National Directorate of Security (NDS) forces have arrested three members of Haqqani network in Kabul, the NDS confirmed on Sunday.
According to the statement the three Haqqani members were arrested in connection with the truck bomb near Zanbaq Square in Kabul city in May 2017.
The suspects are from Maidan Wardak province and reportedly confessed to the bombing during an interrogation. According to the NDS, these three suspects organized the bombing.
The NDS also said that the three suspects had been involved in a number of other attacks.
However, the NDS did not provide details regarding their identity.
The deadly May 2017 truck bomb was detonated at the entrance of the Green Zone close to Zanbaq Square in Kabul city at 8:20am on a Wednesday morning in May 2017.
At least 85 people were killed in the incident and about 400 were wounded.
The Taliban rejected any involvement in the blast.
This latest arrest comes after eight people were sentenced to extended jail terms last week after being found guilty of conspiring in the Intercontinental Hotel attack in Kabul in January last year, a source from the Attorney General’s Office confirmed.

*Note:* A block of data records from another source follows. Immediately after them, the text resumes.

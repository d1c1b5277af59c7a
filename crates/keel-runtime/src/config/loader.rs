//! Configuration loader using figment.
//!
//! # Feature Flags
//!
//! - `toml-config` *(default)*: enables TOML files (`keel.toml`, `config.toml`)
//! - `yaml-config`: enables YAML files (`keel.yaml`, `keel.yml`, `config.yaml`, `config.yml`)
//!
//! # Configuration Priority (lowest to highest)
//!
//! 1. Built-in defaults
//! 2. Programmatic base values ([`ConfigLoader::merge`])
//! 3. Profile-specific config file (`keel.{profile}.toml`)
//! 4. Main config file (`keel.toml`)
//! 5. Environment variables (`KEEL_*`)
//!
//! # Environment Variable Mapping
//!
//! Variables use the `KEEL_` prefix with `__` as the nesting separator. Keys
//! are lowercased:
//!
//! - `KEEL_APP__DEBUG=true` → `app.debug = true`
//! - `KEEL_LOGGING__LEVEL=debug` → `logging.level = "debug"`
//! - `KEEL_MODULES__SETTINGS__BLOG__PER_PAGE=5` → `modules.settings.blog.per_page = 5`
//!
//! # Example
//!
//! ```rust,ignore
//! use keel_runtime::config::ConfigLoader;
//!
//! let config = ConfigLoader::new().load()?;
//!
//! let config = ConfigLoader::new()
//!     .profile("production")
//!     .file("./deploy/keel.toml")
//!     .load()?;
//! ```

use std::path::{Path, PathBuf};

use figment::Figment;
#[cfg(any(feature = "yaml-config", feature = "toml-config"))]
use figment::providers::Format;
#[cfg(feature = "toml-config")]
use figment::providers::Toml;
#[cfg(feature = "yaml-config")]
use figment::providers::Yaml;
use figment::providers::{Env, Serialized};
use tracing::{debug, info, trace};

use super::error::{ConfigError, ConfigResult};
use super::schema::KeelConfig;

/// Environment variable selecting the profile.
pub const PROFILE_ENV: &str = "KEEL_PROFILE";

/// Configuration profile for environment-specific settings.
#[derive(Debug, Clone, Default, PartialEq, Eq)]
pub enum Profile {
    #[default]
    Development,
    Production,
    Custom(String),
}

impl Profile {
    pub fn as_str(&self) -> &str {
        match self {
            Self::Development => "development",
            Self::Production => "production",
            Self::Custom(name) => name,
        }
    }

    /// Parses a profile name; `prod` and `dev` are accepted as aliases.
    pub fn parse(name: &str) -> Self {
        match name.to_lowercase().as_str() {
            "production" | "prod" => Self::Production,
            "development" | "dev" => Self::Development,
            other => Self::Custom(other.to_string()),
        }
    }

    /// Reads `KEEL_PROFILE`, defaulting to development.
    pub fn from_env() -> Self {
        std::env::var(PROFILE_ENV)
            .map(|p| Self::parse(&p))
            .unwrap_or_default()
    }
}

impl std::fmt::Display for Profile {
    fn fmt(&self, f: &mut std::fmt::Formatter<'_>) -> std::fmt::Result {
        f.write_str(self.as_str())
    }
}

/// Configuration loader with figment-based multi-source support.
pub struct ConfigLoader {
    figment: Figment,
    profile: Profile,
    search_paths: Vec<PathBuf>,
    load_env: bool,
    config_file: Option<PathBuf>,
}

impl Default for ConfigLoader {
    fn default() -> Self {
        Self::new()
    }
}

impl ConfigLoader {
    pub fn new() -> Self {
        Self {
            figment: Figment::new(),
            profile: Profile::from_env(),
            search_paths: Vec::new(),
            load_env: true,
            config_file: None,
        }
    }

    pub fn profile(mut self, profile: impl AsRef<str>) -> Self {
        self.profile = Profile::parse(profile.as_ref());
        self
    }

    /// Adds a directory searched for configuration files.
    ///
    /// When no search path is added, the current directory and the user
    /// config directory (`~/.config/keel` on Linux) are searched.
    pub fn search_path<P: AsRef<Path>>(mut self, path: P) -> Self {
        self.search_paths.push(path.as_ref().to_path_buf());
        self
    }

    /// Loads exactly this file instead of searching.
    pub fn file<P: AsRef<Path>>(mut self, path: P) -> Self {
        self.config_file = Some(path.as_ref().to_path_buf());
        self
    }

    /// Enables environment variables (the default).
    pub fn with_env(mut self) -> Self {
        self.load_env = true;
        self
    }

    pub fn without_env(mut self) -> Self {
        self.load_env = false;
        self
    }

    /// Merges programmatic values below files and environment.
    pub fn merge(mut self, config: KeelConfig) -> Self {
        self.figment = self.figment.merge(Serialized::defaults(config));
        self
    }

    /// Loads and returns the configuration.
    pub fn load(self) -> ConfigResult<KeelConfig> {
        let profile = self.profile.clone();
        let figment = self.build_figment()?;
        let config: KeelConfig = figment.extract()?;

        debug!(
            profile = %profile,
            app = %config.app.name,
            debug = config.app.debug,
            logging_level = %config.logging.level,
            "Configuration loaded successfully"
        );
        Ok(config)
    }

    fn build_figment(mut self) -> ConfigResult<Figment> {
        let mut figment = Figment::from(Serialized::defaults(KeelConfig::default()));

        let user_figment = std::mem::take(&mut self.figment);
        figment = figment.merge(user_figment);

        if let Some(path) = self.config_file.take() {
            if !path.exists() {
                return Err(ConfigError::FileNotFound(path));
            }
            info!(path = %path.display(), "Loading configuration file");
            figment = Self::merge_config_file(figment, &path)?;
        } else {
            figment = self.load_config_files(figment);
        }

        if self.load_env {
            trace!("Loading environment variables with KEEL_ prefix");
            figment = figment.merge(Env::prefixed("KEEL_").ignore(&["profile"]).split("__"));
        }

        Ok(figment)
    }

    /// Merges one file, dispatching on its extension.
    fn merge_config_file(figment: Figment, path: &Path) -> ConfigResult<Figment> {
        let ext = path.extension().and_then(|e| e.to_str()).unwrap_or("");
        match ext {
            #[cfg(feature = "toml-config")]
            "toml" => Ok(figment.merge(Toml::file(path))),
            #[cfg(feature = "yaml-config")]
            "yaml" | "yml" => Ok(figment.merge(Yaml::file(path))),
            _ => {
                let _ = figment;
                Err(ConfigError::UnsupportedFormat(ext.to_string()))
            }
        }
    }

    fn resolve_search_paths(&self) -> Vec<PathBuf> {
        if !self.search_paths.is_empty() {
            return self.search_paths.clone();
        }
        let mut paths = Vec::new();
        if let Ok(cwd) = std::env::current_dir() {
            paths.push(cwd);
        }
        if let Some(config_dir) = dirs::config_dir() {
            paths.push(config_dir.join("keel"));
        }
        paths
    }

    /// Searches `search_paths × base_names`: the profile variant is merged
    /// first, then the base file, and the search stops at the first base file.
    #[cfg(any(feature = "toml-config", feature = "yaml-config"))]
    fn load_format_files<F>(
        &self,
        mut figment: Figment,
        search_paths: &[PathBuf],
        base_names: &[&str],
        merge_fn: F,
    ) -> (Figment, bool)
    where
        F: Fn(Figment, &Path) -> Figment,
    {
        for search_path in search_paths {
            for base_name in base_names {
                let Some((stem, ext)) = base_name.rsplit_once('.') else {
                    continue;
                };

                let profile_path = search_path.join(format!("{stem}.{}.{ext}", self.profile));
                if profile_path.exists() {
                    debug!(path = %profile_path.display(), "Loading profile-specific config");
                    figment = merge_fn(figment, &profile_path);
                }

                let base_path = search_path.join(base_name);
                if base_path.exists() {
                    info!(path = %base_path.display(), "Loading configuration file");
                    figment = merge_fn(figment, &base_path);
                    return (figment, true);
                }
            }
        }
        (figment, false)
    }

    fn load_config_files(&self, figment: Figment) -> Figment {
        #[cfg(any(feature = "toml-config", feature = "yaml-config"))]
        let search_paths = self.resolve_search_paths();
        #[allow(unused_mut)]
        let mut figment = figment;
        #[allow(unused_mut)]
        let mut found = false;

        #[cfg(feature = "toml-config")]
        {
            let (f, ok) = self.load_format_files(
                figment,
                &search_paths,
                &["keel.toml", "config.toml"],
                |fig, path| fig.merge(Toml::file(path)),
            );
            figment = f;
            found |= ok;
        }

        #[cfg(feature = "yaml-config")]
        {
            let (f, ok) = self.load_format_files(
                figment,
                &search_paths,
                &["keel.yaml", "keel.yml", "config.yaml", "config.yml"],
                |fig, path| fig.merge(Yaml::file(path)),
            );
            figment = f;
            found |= ok;
        }

        if !found {
            debug!("No configuration file found, using defaults");
        }
        figment
    }
}

/// Loads configuration from the default locations.
pub fn load_config() -> ConfigResult<KeelConfig> {
    ConfigLoader::new().load()
}

/// Loads configuration from `path`, plus environment overrides.
pub fn load_config_from_file(path: impl AsRef<Path>) -> ConfigResult<KeelConfig> {
    ConfigLoader::new().file(path).load()
}

// =============================================================================
// Tests
// =============================================================================

#[cfg(test)]
mod tests {
    use super::*;
    use crate::config::schema::{LogFormat, LogLevel};
    use figment::Jail;

    #[test]
    fn test_default_config() {
        Jail::expect_with(|_jail| {
            let config = ConfigLoader::new().without_env().load().map_err(|e| e.to_string())?;
            assert_eq!(config.logging.level.as_str(), "info");
            assert_eq!(config.app.name, "keel");
            Ok(())
        });
    }

    #[test]
    fn test_profile_parse() {
        assert_eq!(Profile::parse("PROD"), Profile::Production);
        assert_eq!(Profile::parse("dev"), Profile::Development);
        assert_eq!(Profile::parse("staging"), Profile::Custom("staging".into()));
    }

    #[test]
    fn test_profile_from_env() {
        Jail::expect_with(|jail| {
            jail.set_env(PROFILE_ENV, "production");
            assert_eq!(Profile::from_env(), Profile::Production);
            Ok(())
        });
    }

    #[test]
    fn test_env_overrides() {
        Jail::expect_with(|jail| {
            jail.set_env("KEEL_APP__DEBUG", "true");
            jail.set_env("KEEL_LOGGING__LEVEL", "debug");
            jail.set_env("KEEL_MODULES__SETTINGS__BLOG__PER_PAGE", "5");

            let config = ConfigLoader::new().load().map_err(|e| e.to_string())?;
            assert!(config.app.debug);
            assert_eq!(config.logging.level, LogLevel::Debug);
            assert_eq!(config.modules.settings["blog"]["per_page"], 5);
            Ok(())
        });
    }

    #[test]
    fn test_missing_file() {
        let err = ConfigLoader::new()
            .without_env()
            .file("/definitely/not/here/keel.toml")
            .load()
            .unwrap_err();
        assert!(matches!(err, ConfigError::FileNotFound(_)));
    }

    #[cfg(feature = "toml-config")]
    #[test]
    fn test_toml_file_and_profile_layering() {
        Jail::expect_with(|jail| {
            jail.create_file(
                "keel.toml",
                r#"
                [app]
                name = "blog"
                base_path = "/blog"

                [logging]
                format = "pretty"

                [modules.settings.Blog]
                per_page = 10
                "#,
            )?;
            jail.create_file(
                "keel.production.toml",
                r#"
                [app]
                name = "blog-prod"
                debug = false
                "#,
            )?;
            jail.set_env("KEEL_APP__NAME", "from-env");

            let config = ConfigLoader::new()
                .profile("production")
                .search_path(jail.directory())
                .load()
                .map_err(|e| e.to_string())?;

            // main file overrides the profile file, env overrides both
            assert_eq!(config.app.name, "from-env");
            assert_eq!(config.app.base_path, "/blog");
            assert_eq!(config.logging.format, LogFormat::Pretty);
            assert_eq!(config.modules.settings["Blog"]["per_page"], 10);
            Ok(())
        });
    }

    #[cfg(feature = "toml-config")]
    #[test]
    fn test_unsupported_extension() {
        Jail::expect_with(|jail| {
            jail.create_file("keel.ini", "debug = true")?;
            let err = ConfigLoader::new()
                .without_env()
                .file(jail.directory().join("keel.ini"))
                .load()
                .unwrap_err();
            assert!(matches!(err, ConfigError::UnsupportedFormat(ref ext) if ext == "ini"));
            Ok(())
        });
    }
}
//! Unified error types for the Keel core layer.
//!
//! Routing and dispatch errors live in `keel-framework`; this module only
//! covers what the HTTP abstractions themselves can fail with.

use thiserror::Error;

/// Boxed error returned by handlers and service factories.
pub type BoxError = Box<dyn std::error::Error + Send + Sync>;

// =============================================================================
// Request Errors
// =============================================================================

/// Errors raised while building or reading a [`Request`](crate::Request).
#[derive(Debug, Clone, Error)]
pub enum HttpError {
    /// The method token is not one the framework understands.
    #[error("unsupported HTTP method: {0}")]
    UnsupportedMethod(String),

    /// A required CGI variable was absent.
    #[error("missing CGI variable: {0}")]
    MissingVariable(&'static str),

    /// The request body was not valid UTF-8.
    #[error("request body is not valid UTF-8")]
    InvalidUtf8,

    /// The request body could not be decoded as JSON.
    #[error("invalid JSON body: {0}")]
    InvalidJson(String),
}

impl From<serde_json::Error> for HttpError {
    fn from(err: serde_json::Error) -> Self {
        Self::InvalidJson(err.to_string())
    }
}

// =============================================================================
// Response Errors
// =============================================================================

/// Errors raised when a response crosses the transport boundary.
#[derive(Debug, Clone, Error)]
pub enum ResponseError {
    /// `send` was called on a response that was already written.
    #[error("response has already been sent")]
    AlreadySent,

    /// The sink failed to write.
    #[error("failed to write response: {0}")]
    Io(String),
}

impl From<std::io::Error> for ResponseError {
    fn from(err: std::io::Error) -> Self {
        Self::Io(err.to_string())
    }
}

// =============================================================================
// Result Type Aliases
// =============================================================================

/// Result type for request operations.
pub type HttpResult<T> = Result<T, HttpError>;
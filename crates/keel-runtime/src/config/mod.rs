//! Configuration module for the Keel runtime.
//!
//! This module provides layered configuration loading (files, environment,
//! programmatic overrides) and validation for the application, logging and
//! module settings.

pub mod error;
pub mod loader;
pub mod schema;
pub mod validation;

pub use error::{ConfigError, ConfigResult};
pub use loader::{ConfigLoader, Profile, load_config, load_config_from_file};
pub use schema::{
    AppConfig, KeelConfig, LogFormat, LogLevel, LogOutput, LogRotation, LoggingConfig,
    ModulesConfig, SpanEventConfig,
};
pub use validation::validate_config;
impl ApplicationBuilder {
    pub fn new() -> Self {
        Self {
            config: None,
            loader: ConfigLoader::new(),
            discover: true,
            init_logging: true,
            modules: Vec::new(),
            global: Vec::new(),
            middleware: MiddlewareRegistry::new(),
            controllers: Vec::new(),
            services: Vec::new(),
            routes: Vec::new(),
        }
    }

    /// Uses `config` as is; no files or environment are read.
    pub fn config(mut self, config: KeelConfig) -> Self {
        self.config = Some(config);
        self
    }

    /// Replaces the configuration loader.
    pub fn loader(mut self, loader: ConfigLoader) -> Self {
        self.loader = loader;
        self
    }

    pub fn profile(mut self, profile: impl AsRef<str>) -> Self {
        self.loader = self.loader.profile(profile);
        self
    }

    pub fn config_file(mut self, path: impl Into<PathBuf>) -> Self {
        self.loader = self.loader.file(path.into());
        self
    }

    /// Ignores modules linked through `MODULES`; only explicit ones load.
    pub fn without_discovery(mut self) -> Self {
        self.discover = false;
        self
    }

    /// Leaves the global tracing subscriber alone.
    pub fn without_logging(mut self) -> Self {
        self.init_logging = false;
        self
    }

    pub fn module(mut self, module: ModuleDescriptor) -> Self {
        self.modules.push(module);
        self
    }

    /// Adds middleware run for every matched route, in call order.
    pub fn global_middleware(mut self, middleware: impl Into<MiddlewareRef>) -> Self {
        self.global.push(middleware.into());
        self
    }

    /// Registers named middleware for use in route and group registrations.
    pub fn middleware<M>(mut self, name: impl Into<String>, middleware: M) -> Self
    where
        M: Middleware + 'static,
    {
        self.middleware.register(name, middleware);
        self
    }

    pub fn controller<C: Controller>(mut self, module: &str, name: &str) -> Self {
        let (module, name) = (module.to_string(), name.to_string());
        self.controllers.push(Box::new(move |registry: &mut ControllerRegistry| {
            registry.register::<C>(&module, &name);
        }));
        self
    }

    /// Registers application-level routes, matched after every module's.
    pub fn routes<F>(mut self, f: F) -> Self
    where
        F: FnOnce(&mut Router) -> RouteResult<()> + 'static,
    {
        self.routes.push(Box::new(f));
        self
    }

    /// Binds application-level services, after every module's.
    pub fn services<F>(mut self, f: F) -> Self
    where
        F: FnOnce(&Container) + 'static,
    {
        self.services.push(Box::new(f));
        self
    }

    pub fn build(self) -> RuntimeResult<Application> {
        let config = match self.config {
            Some(config) => config,
            None => self.loader.load()?,
        };
        validate_config(&config)?;

        if self.init_logging {
            logging::init_from_config(&config.logging);
        }

        let modules = collect_modules(self.discover, self.modules, &config)?;

        let mut ctx = AppContext::new()
            .with_debug(config.app.debug)
            .with_namespace_root(config.app.namespace_root.as_str());
        for module in &modules {
            if let Some(settings) = module_settings(&config, module.name) {
                ctx = ctx.with_module_config(module.name, settings.clone());
            }
        }

        for module in &modules {
            (module.services)(ctx.container());
        }
        for hook in self.services {
            hook(ctx.container());
        }

        let mut middleware = self.middleware;
        for module in &modules {
            (module.middleware)(&mut middleware);
        }

        let mut controllers = ControllerRegistry::new();
        for module in &modules {
            (module.controllers)(&mut controllers);
        }
        for hook in self.controllers {
            hook(&mut controllers);
        }

        let mut router = Router::new();
        for module in &modules {
            let mut module_router = Router::new();
            (module.routes)(&mut module_router).map_err(|source| RuntimeError::Route {
                module: module.name.to_string(),
                source,
            })?;
            debug!(module = module.name, routes = module_router.len(), "Module routes registered");
            router.merge(module_router);
        }
        for hook in self.routes {
            hook(&mut router).map_err(|source| RuntimeError::Route {
                module: "<application>".to_string(),
                source,
            })?;
        }

        let table = router.freeze();
        let names: Vec<&'static str> = modules.iter().map(|m| m.name).collect();

        info!(
            app = %config.app.name,
            debug = config.app.debug,
            modules = ?names,
            routes = table.len(),
            controllers = controllers.len(),
            middleware = middleware.len(),
            "Application booted"
        );

        let dispatcher = Dispatcher::new(table, Arc::new(ctx))
            .with_controllers(controllers)
            .with_middleware(middleware)
            .with_global_list(self.global);

        Ok(Application {
            config,
            dispatcher,
            modules: names,
        })
    }
}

The AGO source said the eight people had been found guilty of aiding in the attack and transporting explosives. The eight were not however named.
The source said that three of the guilty parties were sentenced to 20 years in prison and five to 22 years in prison.
A group of insurgents stormed the Intercontinental Hotel in Bagh-e-Bala area in Kabul city on 28 January last year which resulted in the death of at least 29 people. At the time however, one source said the death toll could have been as high as 43.
Fourteen foreign nationals were among the dead.
Over 100 hotel guests and staff were rescued during the 17 hour siege, including 41 foreign nationals.
The Taliban claimed responsibility for the attack and said five attackers had been involved in the siege.
Eyewitnesses at the time said there had been an engagement party at the hotel when the attack happened and that gunmen opened fire on guests.
The state-owned hotel, built in the 1960s, is not part of the global InterContinental chain. However, guests believed it to be secure and well protected.
However, witnesses at the time claimed the hotel’s security guards fled the attackers and left guests to their fate. Hotel security had been taken over by a private company just three weeks before the attack.